The Sterling Working Group published its priorities and an updated roadmap, from which it appears that (i) the issuance of cash products linked to sterling LIBOR should be ceased by end-Q3 2020, (ii) steps should be taken throughout 2020 to promote and enable widespread use of SONIA (Sterling Overnight Index Average; the relevant risk free rate alternative for LIBOR), (iii) steps should be taken to enable a further shift of volumes from LIBOR to SONIA in derivative markets and (iv) a clear framework should be established to manage the transition of LIBOR products in order to significantly reduce the stock of LIBOR referencing contracts by Q1 2021.

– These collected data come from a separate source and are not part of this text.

// SPDX-License-Identifier: AGPL-3.0-or-later
// SPDX-FileCopyrightText: 2025 Jonathan D.A. Jewell
//
//! Chainform library - dependent-field resolution for master-data grids
//!
//! This crate provides the engine behind forms where one column's valid
//! choices depend on values picked in other columns of the same row
//! (part number -> GRN -> bin type -> batch -> bin -> quantity), resolved
//! lazily against a remote source, cached by upstream value tuple, and
//! safe against stale async responses. A fill/merge reconciler turns a
//! bulk candidate grid into fully seeded rows.

#![warn(missing_docs)]
#![warn(clippy::all)]
#![warn(clippy::pedantic)]
#![allow(clippy::module_name_repetitions)]

pub mod cache;
pub mod chain;
pub mod config;
pub mod engine;
pub mod fill;
pub mod fixture;
pub mod http;
pub mod source;

mod error;

pub use error::{ChainError, EngineError, SourceError};

/// Core data types shared across the engine
pub mod types {
    use chrono::{DateTime, Utc};
    use serde::{Deserialize, Serialize};
    use std::collections::BTreeMap;
    use std::fmt;

    // =========================================================================
    // Field Values
    // =========================================================================

    /// A scalar value held by one field of a row
    #[derive(Debug, Clone, PartialEq, Serialize, Deserialize)]
    #[serde(untagged)]
    pub enum FieldValue {
        /// Free text or a selected code (part number, GRN number, ...)
        Text(String),
        /// Numeric value (quantities)
        Number(f64),
        /// Boolean flag
        Flag(bool),
    }

    impl FieldValue {
        /// An empty text value, the cleared state of a chain field
        #[must_use]
        pub fn empty() -> Self {
            Self::Text(String::new())
        }

        /// Whether this value counts as unset for chain gating purposes
        #[must_use]
        pub fn is_empty(&self) -> bool {
            match self {
                Self::Text(s) => s.is_empty(),
                Self::Number(_) | Self::Flag(_) => false,
            }
        }

        /// Borrow the textual content, if this is a text value
        #[must_use]
        pub fn as_text(&self) -> Option<&str> {
            match self {
                Self::Text(s) => Some(s),
                _ => None,
            }
        }

        /// Canonical string rendering, used for cache key tuples
        #[must_use]
        pub fn canonical(&self) -> String {
            match self {
                Self::Text(s) => s.clone(),
                Self::Number(n) => format!("{n}"),
                Self::Flag(b) => b.to_string(),
            }
        }
    }

    impl fmt::Display for FieldValue {
        fn fmt(&self, f: &mut fmt::Formatter<'_>) -> fmt::Result {
            match self {
                Self::Text(s) => write!(f, "{s}"),
                Self::Number(n) => write!(f, "{n}"),
                Self::Flag(b) => write!(f, "{b}"),
            }
        }
    }

    impl From<&str> for FieldValue {
        fn from(s: &str) -> Self {
            Self::Text(s.to_string())
        }
    }

    impl From<String> for FieldValue {
        fn from(s: String) -> Self {
            Self::Text(s)
        }
    }

    impl From<f64> for FieldValue {
        fn from(n: f64) -> Self {
            Self::Number(n)
        }
    }

    impl From<bool> for FieldValue {
        fn from(b: bool) -> Self {
            Self::Flag(b)
        }
    }

    // =========================================================================
    // Resolved Options
    // =========================================================================

    /// One selectable candidate for a chain step
    ///
    /// Besides the value that lands in the step's own field, an option may
    /// carry denormalized sibling data (a GRN option carries its GRN date,
    /// a part option its description and SKU) that is copied into non-chain
    /// columns when the option is picked.
    #[derive(Debug, Clone, PartialEq, Serialize, Deserialize)]
    pub struct OptionRecord {
        /// Value written into the step's field when selected
        pub value: FieldValue,
        /// Display label
        pub label: String,
        /// Denormalized sibling fields keyed by target field id
        #[serde(default)]
        pub extras: BTreeMap<String, FieldValue>,
    }

    impl OptionRecord {
        /// Build a plain option with no sibling data
        #[must_use]
        pub fn new(value: impl Into<FieldValue>, label: impl Into<String>) -> Self {
            Self {
                value: value.into(),
                label: label.into(),
                extras: BTreeMap::new(),
            }
        }
    }

    // =========================================================================
    // Fill/Merge Candidates
    // =========================================================================

    /// A fully denormalized record from the bulk fill grid
    ///
    /// Carries every chain field of one eligible combination so that a
    /// selected candidate can be merged into a new row without any further
    /// per-field resolution.
    #[derive(Debug, Clone, PartialEq, Serialize, Deserialize)]
    pub struct Candidate {
        /// Stable identifier within one fetched grid
        pub id: String,
        /// Field values keyed by field id
        pub fields: BTreeMap<String, FieldValue>,
    }

    impl Candidate {
        /// Value of one field, empty if absent
        #[must_use]
        pub fn field(&self, id: &str) -> FieldValue {
            self.fields
                .get(id)
                .cloned()
                .unwrap_or_else(FieldValue::empty)
        }
    }

    // =========================================================================
    // Context
    // =========================================================================

    /// Session identifiers that parameterize every remote lookup
    ///
    /// Passed explicitly into the engine at construction instead of living
    /// in process-wide storage; the engine only ever reads it.
    #[derive(Debug, Clone, Default, PartialEq, Eq, Serialize, Deserialize)]
    pub struct ChainContext {
        /// Branch identifier
        pub branch: String,
        /// Client identifier
        pub client: String,
        /// Organization identifier
        pub org: String,
    }

    // =========================================================================
    // Notices
    // =========================================================================

    /// A non-blocking notification for the host (toast analog)
    ///
    /// Emitted when an option fetch fails; the affected field resolves to an
    /// empty option list and the row stays editable.
    #[derive(Debug, Clone, Serialize, Deserialize)]
    pub struct Notice {
        /// Row the failed fetch belonged to
        pub row: String,
        /// Chain step that failed to resolve
        pub step: String,
        /// Human-readable description of the failure
        pub message: String,
        /// When the failure was observed
        pub at: DateTime<Utc>,
    }
}

/// Prelude for common imports
pub mod prelude {
    pub use crate::types::*;
    pub use anyhow::{Context, Result};
}
// SPDX-License-Identifier: AGPL-3.0-or-later
// SPDX-FileCopyrightText: 2025 Jonathan D.A. Jewell
//! Validate command - definition-time check of a chain-set declaration

use anyhow::{Context, Result};
use chainform::chain::ChainSet;
use owo_colors::OwoColorize;
use std::path::Path;

/// Run the validate command
pub fn run(path: &Path) -> Result<()> {
    let raw = std::fs::read_to_string(path)
        .with_context(|| format!("Failed to read {}", path.display()))?;
    let set = ChainSet::from_toml_str(&raw)
        .with_context(|| format!("Invalid chain set in {}", path.display()))?;

    println!("{} {}", "OK".green().bold(), path.display());
    for chain in set.chains() {
        println!("  chain '{}' ({} steps)", chain.name, chain.steps.len());
        for step in &chain.steps {
            let deps = if step.depends_on.is_empty() {
                "root".to_string()
            } else {
                format!("after {}", step.depends_on.join(" + "))
            };
            let required = if step.required { " [required]" } else { "" };
            println!("    {} <- {}{}", step.id, deps, required.yellow());
        }
    }

    Ok(())
}
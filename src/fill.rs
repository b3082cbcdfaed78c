// SPDX-License-Identifier: AGPL-3.0-or-later
// SPDX-FileCopyrightText: 2025 Jonathan D.A. Jewell
//! Fill/merge reconciler - bulk candidate grid to seeded rows
//!
//! The fill grid is a flattened snapshot of every eligible chain
//! combination for the active document. The user filters it client-side,
//! multi-selects, and confirms; each selected candidate becomes one new,
//! fully populated row in the engine, bypassing the step-by-step cascade
//! because the data is already resolved.

use crate::engine::FormEngine;
use crate::source::{FillSource, OptionSource};
use crate::types::Candidate;
use crate::SourceError;
use tracing::debug;

/// One open fill picker: candidates, filter, and selection state
#[derive(Debug)]
pub struct FillSession {
    candidates: Vec<Candidate>,
    // textual chain fields the filter matches against
    fields: Vec<String>,
    filter: String,
    // candidate ids in the order the user picked them
    selected: Vec<String>,
}

impl FillSession {
    /// Fetch a fresh candidate snapshot for a document
    ///
    /// Refetched every time the picker opens; never served from the option
    /// cache (it is a bulk snapshot, not a per-step lookup).
    pub async fn load<F, S>(
        source: &F,
        engine: &FormEngine<S>,
        document: &str,
    ) -> Result<Self, SourceError>
    where
        F: FillSource,
        S: OptionSource,
    {
        let candidates = source.fetch_candidates(document, engine.context()).await?;
        debug!(document, count = candidates.len(), "loaded fill candidates");
        Ok(Self {
            candidates,
            fields: engine
                .chains()
                .chain_fields()
                .iter()
                .map(|f| (*f).to_string())
                .collect(),
            filter: String::new(),
            selected: Vec::new(),
        })
    }

    /// Every fetched candidate, unfiltered
    #[must_use]
    pub fn candidates(&self) -> &[Candidate] {
        &self.candidates
    }

    /// Set the client-side filter text; never re-fetches
    pub fn set_filter(&mut self, text: &str) {
        self.filter = text.to_string();
    }

    /// Current filter text
    #[must_use]
    pub fn filter(&self) -> &str {
        &self.filter
    }

    /// The currently visible view: partial, case-insensitive match on any
    /// textual chain field
    #[must_use]
    pub fn filtered(&self) -> Vec<&Candidate> {
        self.candidates
            .iter()
            .filter(|c| self.matches(c))
            .collect()
    }

    fn matches(&self, candidate: &Candidate) -> bool {
        if self.filter.is_empty() {
            return true;
        }
        let needle = self.filter.to_lowercase();
        self.fields.iter().any(|field| {
            candidate
                .fields
                .get(field)
                .and_then(|v| v.as_text())
                .is_some_and(|text| text.to_lowercase().contains(&needle))
        })
    }

    /// Add one candidate to the selection (idempotent, keeps pick order)
    pub fn select(&mut self, candidate_id: &str) {
        if self.candidates.iter().any(|c| c.id == candidate_id)
            && !self.selected.iter().any(|s| s == candidate_id)
        {
            self.selected.push(candidate_id.to_string());
        }
    }

    /// Remove one candidate from the selection
    pub fn deselect(&mut self, candidate_id: &str) {
        self.selected.retain(|s| s != candidate_id);
    }

    /// Toggle one candidate's selection
    pub fn toggle(&mut self, candidate_id: &str) {
        if self.selected.iter().any(|s| s == candidate_id) {
            self.deselect(candidate_id);
        } else {
            self.select(candidate_id);
        }
    }

    /// Select every candidate in the *currently filtered* view
    ///
    /// An active filter scopes select-all: hidden candidates are never
    /// silently included. Additive with respect to prior picks.
    pub fn select_all(&mut self) {
        let visible: Vec<String> = self.filtered().iter().map(|c| c.id.clone()).collect();
        for id in visible {
            if !self.selected.iter().any(|s| s == &id) {
                self.selected.push(id);
            }
        }
    }

    /// Clear the selection, keeping the candidates and filter
    pub fn clear_selection(&mut self) {
        self.selected.clear();
    }

    /// Candidate ids in pick order
    #[must_use]
    pub fn selected(&self) -> &[String] {
        &self.selected
    }

    /// Materialize one new row per selected candidate
    ///
    /// Rows are appended in pick order (not candidate-grid order), each
    /// with its chain fields copied verbatim and gated open without a
    /// fetch. The session's filter and selection are cleared afterward.
    pub fn apply<S: OptionSource>(&mut self, engine: &mut FormEngine<S>) -> Vec<String> {
        let mut rows = Vec::with_capacity(self.selected.len());
        for id in &self.selected {
            if let Some(candidate) = self.candidates.iter().find(|c| &c.id == id) {
                rows.push(engine.seed_row(candidate));
            }
        }
        self.selected.clear();
        self.filter.clear();
        rows
    }
}

#[cfg(test)]
mod tests {
    use super::*;
    use crate::chain::Chain;
    use crate::chain::ChainSet;
    use crate::types::{ChainContext, FieldValue, OptionRecord};
    use std::collections::BTreeMap;

    struct EmptySource;

    impl OptionSource for EmptySource {
        async fn fetch_options(
            &self,
            _step: &str,
            _upstream: &[(String, FieldValue)],
            _ctx: &ChainContext,
        ) -> Result<Vec<OptionRecord>, SourceError> {
            Ok(vec![])
        }
    }

    struct GridSource {
        grid: Vec<Candidate>,
    }

    impl FillSource for GridSource {
        async fn fetch_candidates(
            &self,
            _document: &str,
            _ctx: &ChainContext,
        ) -> Result<Vec<Candidate>, SourceError> {
            Ok(self.grid.clone())
        }
    }

    fn candidate(id: &str, part: &str, grn: &str) -> Candidate {
        let mut fields = BTreeMap::new();
        fields.insert("part_no".to_string(), FieldValue::from(part));
        fields.insert("grn_no".to_string(), FieldValue::from(grn));
        fields.insert("qty".to_string(), FieldValue::Number(5.0));
        Candidate {
            id: id.to_string(),
            fields,
        }
    }

    fn engine() -> FormEngine<EmptySource> {
        let chains = ChainSet::new(vec![Chain::linear(
            "grn",
            &[("part_no", "Part No"), ("grn_no", "GRN No"), ("qty", "Qty")],
        )])
        .unwrap();
        FormEngine::new(chains, EmptySource, ChainContext::default())
    }

    async fn session(engine: &FormEngine<EmptySource>) -> FillSession {
        let source = GridSource {
            grid: vec![
                candidate("c1", "PN-100", "G1"),
                candidate("c2", "PN-100", "G2"),
                candidate("c3", "PN-200", "G7"),
            ],
        };
        FillSession::load(&source, engine, "DOC-1").await.unwrap()
    }

    #[tokio::test]
    async fn test_filter_is_case_insensitive_and_partial() {
        let engine = engine();
        let mut session = session(&engine).await;

        session.set_filter("pn-1");
        assert_eq!(session.filtered().len(), 2);

        session.set_filter("g7");
        let visible = session.filtered();
        assert_eq!(visible.len(), 1);
        assert_eq!(visible[0].id, "c3");

        session.set_filter("");
        assert_eq!(session.filtered().len(), 3);
    }

    #[tokio::test]
    async fn test_select_all_respects_filter() {
        let engine = engine();
        let mut session = session(&engine).await;

        // Filter hides c3: select-all must yield exactly the 2 visible.
        session.set_filter("PN-100");
        session.select_all();
        assert_eq!(session.selected().len(), 2);
        assert!(!session.selected().contains(&"c3".to_string()));
    }

    #[tokio::test]
    async fn test_select_all_is_additive_without_duplicates() {
        let engine = engine();
        let mut session = session(&engine).await;

        session.select("c3");
        session.set_filter("PN-100");
        session.select_all();
        session.select_all();

        // c3 picked first, then the filtered pair, nothing twice.
        assert_eq!(session.selected(), &["c3", "c1", "c2"]);
    }

    #[tokio::test]
    async fn test_apply_creates_rows_in_pick_order() {
        let mut engine = engine();
        let mut session = session(&engine).await;

        session.select("c2");
        session.select("c1");
        let rows = session.apply(&mut engine);
        assert_eq!(rows.len(), 2);

        // Pick order, not grid order.
        assert_eq!(
            engine.row(&rows[0]).unwrap().value("grn_no"),
            FieldValue::from("G2")
        );
        assert_eq!(
            engine.row(&rows[1]).unwrap().value("grn_no"),
            FieldValue::from("G1")
        );

        // Session state resets after apply.
        assert!(session.selected().is_empty());
        assert!(session.filter().is_empty());
    }

    #[tokio::test]
    async fn test_seeded_rows_are_gated_open() {
        let mut engine = engine();
        let mut session = session(&engine).await;
        session.select("c1");
        let rows = session.apply(&mut engine);
        let row = &rows[0];

        // All chain fields populated, option lists seeded, nothing loading.
        let r = engine.row(row).unwrap();
        assert_eq!(r.value("part_no"), FieldValue::from("PN-100"));
        assert_eq!(r.value("grn_no"), FieldValue::from("G1"));
        assert_eq!(r.value("qty"), FieldValue::Number(5.0));
        assert_eq!(engine.resolved_options(row, "grn_no").len(), 1);
        assert!(!engine.is_step_loading(row, "grn_no"));

        // Saving works immediately: the seeded row satisfies gating.
        assert!(engine.save_snapshot().is_ok());
    }

    #[tokio::test]
    async fn test_toggle_and_deselect() {
        let engine = engine();
        let mut session = session(&engine).await;

        session.toggle("c1");
        assert_eq!(session.selected(), &["c1"]);
        session.toggle("c1");
        assert!(session.selected().is_empty());

        session.select("unknown");
        assert!(session.selected().is_empty());
    }
}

The Bank of England and the FCA support these objectives and issued a joint letter to major banks and insures supervised in the UK, setting out their initial expectations regarding the LIBOR transition. The Bank of England and the FCA also issued a joint statement encouraging market makers to switch the convention for sterling interest rate swaps from LIBOR to SONIA.

The Sterling Working Group

The Sterling Working Group published a document including its views on which types of business and clients should use SONIA. The Sterling Working Group also published a lessons learned-document from recent conversions of LIBOR contracts and a factsheet that sets out why all market participants need to act now.

The documentation referred to above can be found using this link.

https://www.bankofengland.co.uk/markets/transition-to-sterling-risk-free-rates-from-libor.

The benchmark rate transition has also been discussed in the Netherlands by the Financial Stability Committee (the FSC, being a committee consisting of representatives of the Netherlands Authority for the Financial Markets, the Dutch Central Bank and the Ministry of Finance). The FSC states that €STR (de Euro Short-Term Rate) has been launched successfully and that financial institutions have until Q4 2021 to effectuate the transition from EONIA to €STR, noting that in some markets parties will be confronted with changes sooner.